Once upon a time, a teenaged Kate Winslet (The Reader, Titanic, Revolutionary Road) received a gift that would leave a lasting impression: a copy of Emile Zola’s classic Thérèse Raquin. Six Academy Award nominations and one Best Actress award later, she steps behind the microphone to perform this haunting classic of passion and disaster.

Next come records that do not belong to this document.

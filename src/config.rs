// ⚙️ Configuration - environment driven, one database per tenant
//
// Binaries call `dotenvy::dotenv()` first, so a local .env file works the same
// as exported variables.

use std::env;
use std::path::{Path, PathBuf};

use crate::assignment::JobOptions;
use crate::error::{GlCodeError, Result};
use crate::rules::FallbackRules;

pub const DEFAULT_BATCH_SIZE: usize = 50;
pub const DEFAULT_DATA_DIR: &str = "data";
pub const DEFAULT_MODEL: &str = "gpt-3.5-turbo";
pub const DEFAULT_BASE_URL: &str = "https://api.openai.com/v1";
pub const DEFAULT_TIMEOUT_SECS: u64 = 60;
pub const DEFAULT_SERVER_ADDR: &str = "0.0.0.0:3000";

#[derive(Debug, Clone, PartialEq)]
pub struct OpenAiConfig {
    pub api_key: String,
    pub model: String,
    pub base_url: String,
    pub temperature: f64,
    pub timeout_secs: u64,
}

#[derive(Debug, Clone, PartialEq)]
pub struct JobConfig {
    pub database_path: PathBuf,
    pub batch_size: usize,
    /// None = no hosted classifier, fallback rules only
    pub openai: Option<OpenAiConfig>,
    pub fallback_rules_path: Option<PathBuf>,
    pub server_addr: String,
}

impl JobConfig {
    /// Load from the process environment. `user_id` (CLI `userId=`) wins over
    /// `GLCODE_USER_ID`.
    pub fn from_env(user_id: Option<&str>) -> Result<Self> {
        Self::from_lookup(user_id, |key| env::var(key).ok())
    }

    /// Load from any key lookup
    pub fn from_lookup<F>(user_id: Option<&str>, lookup: F) -> Result<Self>
    where
        F: Fn(&str) -> Option<String>,
    {
        let get = |key: &str| lookup(key).filter(|v| !v.trim().is_empty());

        let tenant = user_id.map(str::to_string).or_else(|| get("GLCODE_USER_ID"));
        if let Some(tenant) = &tenant {
            validate_tenant(tenant)?;
        }

        let database_path = match get("GLCODE_DATABASE_PATH") {
            Some(path) => PathBuf::from(path),
            None => {
                let data_dir = get("GLCODE_DATA_DIR").unwrap_or_else(|| DEFAULT_DATA_DIR.to_string());
                database_path_for(Path::new(&data_dir), tenant.as_deref())
            }
        };

        let batch_size = match get("GLCODE_BATCH_SIZE") {
            Some(raw) => parse_batch_size(&raw)?,
            None => DEFAULT_BATCH_SIZE,
        };

        let openai = match get("OPENAI_API_KEY") {
            Some(api_key) => Some(OpenAiConfig {
                api_key,
                model: get("OPENAI_MODEL").unwrap_or_else(|| DEFAULT_MODEL.to_string()),
                base_url: get("OPENAI_BASE_URL").unwrap_or_else(|| DEFAULT_BASE_URL.to_string()),
                temperature: 0.1,
                timeout_secs: match get("OPENAI_TIMEOUT_SECS") {
                    Some(raw) => raw.trim().parse().map_err(|_| {
                        GlCodeError::Config(format!("OPENAI_TIMEOUT_SECS is not a number: {}", raw))
                    })?,
                    None => DEFAULT_TIMEOUT_SECS,
                },
            }),
            None => None,
        };

        Ok(JobConfig {
            database_path,
            batch_size,
            openai,
            fallback_rules_path: get("GLCODE_FALLBACK_RULES").map(PathBuf::from),
            server_addr: get("GLCODE_SERVER_ADDR").unwrap_or_else(|| DEFAULT_SERVER_ADDR.to_string()),
        })
    }

    /// Fallback rules from GLCODE_FALLBACK_RULES, or the standard policy
    pub fn fallback_rules(&self) -> Result<FallbackRules> {
        match &self.fallback_rules_path {
            Some(path) => FallbackRules::from_file(path).map_err(|e| GlCodeError::Config(format!("{:#}", e))),
            None => Ok(FallbackRules::standard()),
        }
    }

    pub fn job_options(&self) -> Result<JobOptions> {
        Ok(JobOptions {
            batch_size: self.batch_size,
            fallback: self.fallback_rules()?,
        })
    }
}

/// `<data_dir>/user_<id>.db` for a tenant, `<data_dir>/glcode.db` otherwise
pub fn database_path_for(data_dir: &Path, user_id: Option<&str>) -> PathBuf {
    match user_id {
        Some(id) => data_dir.join(format!("user_{}.db", id)),
        None => data_dir.join("glcode.db"),
    }
}

fn validate_tenant(user_id: &str) -> Result<()> {
    let valid = !user_id.is_empty()
        && user_id.chars().all(|c| c.is_ascii_alphanumeric() || c == '-' || c == '_');
    if valid {
        Ok(())
    } else {
        Err(GlCodeError::Config(format!("invalid userId: {:?}", user_id)))
    }
}

fn parse_batch_size(raw: &str) -> Result<usize> {
    match raw.trim().parse::<usize>() {
        Ok(size) if size > 0 => Ok(size),
        _ => Err(GlCodeError::Config(format!(
            "GLCODE_BATCH_SIZE must be a positive integer, got {:?}",
            raw
        ))),
    }
}
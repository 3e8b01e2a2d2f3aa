// 🏁 GL Code Job - one run of the assignment pipeline
//
// A GlCodeJob owns everything a run mutates: the classification cache (inside
// the classifier) and the per-group counters (inside the allocator). It is
// built at run start and dropped at run end; two runs never share state.
//
// Initial assignment: ledgers without an output row, in batches. Each batch
// is one unit of work. Entries whose group is exhausted or unknown are
// skipped, everything else in the batch commits together.

use std::collections::HashMap;

use log::{error, info, warn};
use serde::Serialize;
use uuid::Uuid;

use crate::allocator::GlCodeAllocator;
use crate::classifier::{ClassificationBackend, LedgerClassifier};
use crate::config::DEFAULT_BATCH_SIZE;
use crate::entities::{CacheKey, ClassifiedLedger, CodeIssue, IssueReason, LedgerEntry};
use crate::error::{GlCodeError, Result};
use crate::ranges::RangeTable;
use crate::reconciliation::ReconciliationReport;
use crate::rules::FallbackRules;
use crate::store::LedgerStore;

/// Progress is logged every this many entries
const PROGRESS_EVERY: usize = 10;

#[derive(Debug, Clone)]
pub struct JobOptions {
    pub batch_size: usize,
    pub fallback: FallbackRules,
}

impl Default for JobOptions {
    fn default() -> Self {
        JobOptions {
            batch_size: DEFAULT_BATCH_SIZE,
            fallback: FallbackRules::standard(),
        }
    }
}

#[derive(Debug, Clone, PartialEq, Eq, Serialize)]
pub struct AssignmentReport {
    pub run_id: String,
    pub total: usize,
    pub assigned: usize,
    pub skipped: usize,
    pub batches: usize,
}

/// Both passes of a full run
#[derive(Debug, Clone, PartialEq, Eq, Serialize)]
pub struct RunReport {
    pub assignment: AssignmentReport,
    pub reconciliation: ReconciliationReport,
}

pub struct GlCodeJob<S, B> {
    pub(crate) run_id: String,
    pub(crate) store: S,
    pub(crate) ranges: RangeTable,
    pub(crate) classifier: LedgerClassifier<B>,
    pub(crate) allocator: GlCodeAllocator,
    pub(crate) batch_size: usize,
}

impl<S: LedgerStore, B: ClassificationBackend> GlCodeJob<S, B> {
    /// Load the range table and seed the counters for a new run
    pub fn start(store: S, backend: B, options: JobOptions) -> Result<Self> {
        let ranges = RangeTable::from_ranges(store.load_ranges()?)?;
        let allocator = GlCodeAllocator::seed(&ranges, &store)?;
        let classifier = LedgerClassifier::new(backend, &ranges, options.fallback);
        let run_id = Uuid::new_v4().to_string();

        info!("GL code run {} started ({} account groups)", run_id, ranges.len());

        Ok(GlCodeJob {
            run_id,
            store,
            ranges,
            classifier,
            allocator,
            batch_size: options.batch_size.max(1),
        })
    }

    pub fn run_id(&self) -> &str {
        &self.run_id
    }

    pub fn store(&self) -> &S {
        &self.store
    }

    pub fn ranges(&self) -> &RangeTable {
        &self.ranges
    }

    pub fn classifier(&self) -> &LedgerClassifier<B> {
        &self.classifier
    }

    /// Initial assignment followed by reconciliation
    pub fn run_all(&mut self) -> Result<RunReport> {
        let assignment = self.run_initial_assignment()?;
        let reconciliation = self.run_reconciliation()?;
        Ok(RunReport {
            assignment,
            reconciliation,
        })
    }

    /// Give every never-classified ledger a GL code
    pub fn run_initial_assignment(&mut self) -> Result<AssignmentReport> {
        let entries = self.store.fetch_unclassified_entries()?;
        let mut report = AssignmentReport {
            run_id: self.run_id.clone(),
            total: entries.len(),
            assigned: 0,
            skipped: 0,
            batches: 0,
        };

        if entries.is_empty() {
            info!("No unclassified ledgers");
            return Ok(report);
        }

        info!("Assigning GL codes to {} ledgers", entries.len());

        let mut processed = 0;
        for batch in entries.chunks(self.batch_size) {
            report.batches += 1;
            let codes = self.classify(batch);

            self.store.begin_unit()?;
            match self.assign_batch(batch, &codes, &mut processed, report.total) {
                Ok((assigned, skipped)) => {
                    self.store.commit_unit()?;
                    report.assigned += assigned;
                    report.skipped += skipped;
                }
                Err(e) => {
                    error!("Batch {} failed, rolling back: {}", report.batches, e);
                    if let Err(rollback) = self.store.rollback_unit() {
                        error!("Rollback failed: {}", rollback);
                    }
                    return Err(e);
                }
            }
        }

        info!(
            "Initial assignment done: {} assigned, {} skipped, {} batches, {} classifier calls",
            report.assigned,
            report.skipped,
            report.batches,
            self.classifier.remote_calls()
        );

        Ok(report)
    }

    fn assign_batch(
        &mut self,
        batch: &[LedgerEntry],
        codes: &HashMap<CacheKey, String>,
        processed: &mut usize,
        total: usize,
    ) -> Result<(usize, usize)> {
        let mut assigned = 0;
        let mut skipped = 0;

        for entry in batch {
            let group_code = self.group_code_for(entry, codes);

            match self.allocate(entry, &group_code) {
                Ok(row) => {
                    self.store.persist_new(&row)?;
                    self.store.record_issue(&CodeIssue::new(
                        &row.gl_code,
                        row.ledger_id,
                        &row.account_group_code,
                        IssueReason::Initial,
                        &self.run_id,
                    ))?;
                    assigned += 1;
                }
                Err(e) if e.is_entry_level() => {
                    error!("Skipping ledger {} ({}): {}", entry.ledger_name, entry.ledger_id, e);
                    skipped += 1;
                }
                Err(e) => return Err(e),
            }

            *processed += 1;
            if *processed % PROGRESS_EVERY == 0 {
                info!("Processed {}/{} ledgers", processed, total);
            }
        }

        Ok((assigned, skipped))
    }

    /// Classify entries in one classifier call
    pub(crate) fn classify(&mut self, entries: &[LedgerEntry]) -> HashMap<CacheKey, String> {
        let descriptors: Vec<_> = entries.iter().map(LedgerEntry::descriptor).collect();
        self.classifier.classify_batch(&descriptors)
    }

    pub(crate) fn group_code_for(&self, entry: &LedgerEntry, codes: &HashMap<CacheKey, String>) -> String {
        match codes.get(&entry.cache_key()) {
            Some(code) => code.clone(),
            None => {
                warn!("No classification for ledger {}, using fallback", entry.ledger_name);
                self.classifier.fallback_code(&entry.descriptor())
            }
        }
    }

    /// Issue a code from `group_code` and build the output row for it
    pub(crate) fn allocate(&mut self, entry: &LedgerEntry, group_code: &str) -> Result<ClassifiedLedger> {
        let range = self
            .ranges
            .get(group_code)
            .ok_or_else(|| GlCodeError::UnknownGroup(group_code.to_string()))?;
        let gl_code = self.allocator.next_code(group_code)?;

        Ok(ClassifiedLedger::assign(entry, range, gl_code))
    }
}
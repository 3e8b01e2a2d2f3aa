// Entity Models
//
// Typed records for everything the GL code jobs read and write:
// - account groups and their 6-digit code blocks
// - ledgers as delivered by the sync and as classified by the jobs
// - the issued-code history

pub mod account_group;
pub mod issue;
pub mod ledger;

pub use account_group::AccountGroupRange;
pub use issue::{CodeIssue, IssueReason};
pub use ledger::{CacheKey, ClassifiedLedger, LedgerDescriptor, LedgerEntry, SourceLedger};
pub mod algorithm;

Thérèse Raquin is the story of a young woman forced into an unhappy marriage to her dull, sickly cousin and smothered by her overbearing aunt. When her husband’s childhood friend enters her life, it leads to a torrid affair that sets her spirit free for the first time, but with shattering consequences. Steeped in the atmosphere of 19th-century France and with a darkly rich foreboding, it is a story that brings out the best of its narrator’s incomparable talents.
“It is challenging, and it’s a heck of a lot of fun as well,” said Ms. Winslet of the recording experience. "As a listener, being able to tune out and be taken into another world, an atmosphere, an environment that is being created entirely for you by somebody else’s voice is really a wonderful, magical thing.”


What the Critics Say

“Kate Winslet reads as though she is relishing every morsel of the drama…She clearly loves the book, and her pleasure in the text is infectious…she grabs listeners and doesn’t let go.” (AudioFile)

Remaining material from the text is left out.